Those are the types of measures that we should be considering in a Bill such as this. We should be discussing my Re-enfranchisement of the People Bill, which would detach the poll tax register from the electoral register, rather than the nonsense before us today. 6.40 pm
Mr. Jeremy Corbyn (Islington, North) : I am shocked that we should be debating a Bill such as this which basically shows the Tory party's deep concern for its future. It has to scrabble round the world looking for tax dodgers, crooks, thieves and wastrels, anywhere that it can, in order to get a Tory Government re-elected in two years' time. That is what the Bill is about. It has nothing to do with democracy.
The Home Secretary has given us an eloquent testimony of his commitment to democracy by clearing off the minute that he finished his speech. He may have gone abroad ; I do not know. Perhaps he has gone to see a tax exile.
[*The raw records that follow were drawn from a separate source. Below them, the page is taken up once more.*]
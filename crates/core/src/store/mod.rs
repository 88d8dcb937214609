//! Durable storage for conversion records.
//!
//! Each record is one JSON document named `<id>.json` under the data
//! directory. Writes for the same id are serialized and land atomically, so
//! a reader sees either the previous document or the new one.

mod error;
mod json_file;
mod traits;

pub use error::StoreError;
pub use json_file::JsonFileStore;
pub use traits::ConversionStore;
use webpit_core::{Config, ConversionOrchestrator};

/// Shared application state
pub struct AppState {
    config: Config,
    orchestrator: ConversionOrchestrator,
}

impl AppState {
    pub fn new(config: Config, orchestrator: ConversionOrchestrator) -> Self {
        Self {
            config,
            orchestrator,
        }
    }

    pub fn config(&self) -> &Config {
        &self.config
    }

    pub fn orchestrator(&self) -> &ConversionOrchestrator {
        &self.orchestrator
    }
}
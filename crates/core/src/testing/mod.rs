//! Testing utilities and mock implementations.
//!
//! This module provides a mock [`MediaToolkit`](crate::converter::MediaToolkit)
//! so the scheduler can be exercised end to end without `cwebp`, `ffmpeg` or
//! the coreutils installed.
//!
//! # Example
//!
//! ```rust,ignore
//! use webpit_core::testing::{fixtures, MockToolkit};
//!
//! let toolkit = Arc::new(MockToolkit::new());
//! let orchestrator = ConversionOrchestrator::new(config, files_dir, store, toolkit.clone());
//!
//! let handle = orchestrator
//!     .create(InputSource::Content(fixtures::jpeg_bytes()), NewConversion::new())
//!     .await?;
//! ```

mod mock_toolkit;

pub use mock_toolkit::{MockToolkit, RecordedInvocation, FAKE_WEBP};

/// Test fixtures and helper functions.
pub mod fixtures {
    /// A buffer that sniffs as `image/jpeg`.
    pub fn jpeg_bytes() -> Vec<u8> {
        let mut bytes = vec![0xFF, 0xD8, 0xFF, 0xE0, 0x00, 0x10];
        bytes.extend_from_slice(b"JFIF\x00fake jpeg body");
        bytes.extend_from_slice(&[0xFF, 0xD9]);
        bytes
    }

    /// A buffer that sniffs as `image/png`.
    pub fn png_bytes() -> Vec<u8> {
        let mut bytes = b"\x89PNG\r\n\x1a\n".to_vec();
        bytes.extend_from_slice(b"\x00\x00\x00\x0dIHDRfake png body");
        bytes
    }

    /// A buffer that sniffs as `video/mp4`.
    pub fn mp4_bytes() -> Vec<u8> {
        let mut bytes = b"\x00\x00\x00\x18ftypmp42".to_vec();
        bytes.extend_from_slice(b"\x00\x00\x00\x00mp42isomfake mp4 body");
        bytes
    }

    /// A buffer that sniffs as `application/zip`.
    pub fn zip_bytes() -> Vec<u8> {
        let mut bytes = b"PK\x03\x04".to_vec();
        bytes.extend_from_slice(b"fake zip body");
        bytes
    }
}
There is something disgraceful and distasteful about the Bill.
If the Government were serious about ensuring that democracy in Britain worked properly, they would not have pushed through the poll tax which has taken thousands of people off the register. The London Central European constituency had 40,000 fewer voters two weeks ago than it had in 1984. That was the result not of the migration of people from central London, but of fear of the poll tax. That was the reason behind the poll tax.
Local authorities are spending less and less money on voter registration and canvassing follow-ups. The voter registration system is less accurate than it used to be. The Housing Act 1988 and the activities of dodgy landlords further discourage people from registering. That has always been a problem and will continue to be one.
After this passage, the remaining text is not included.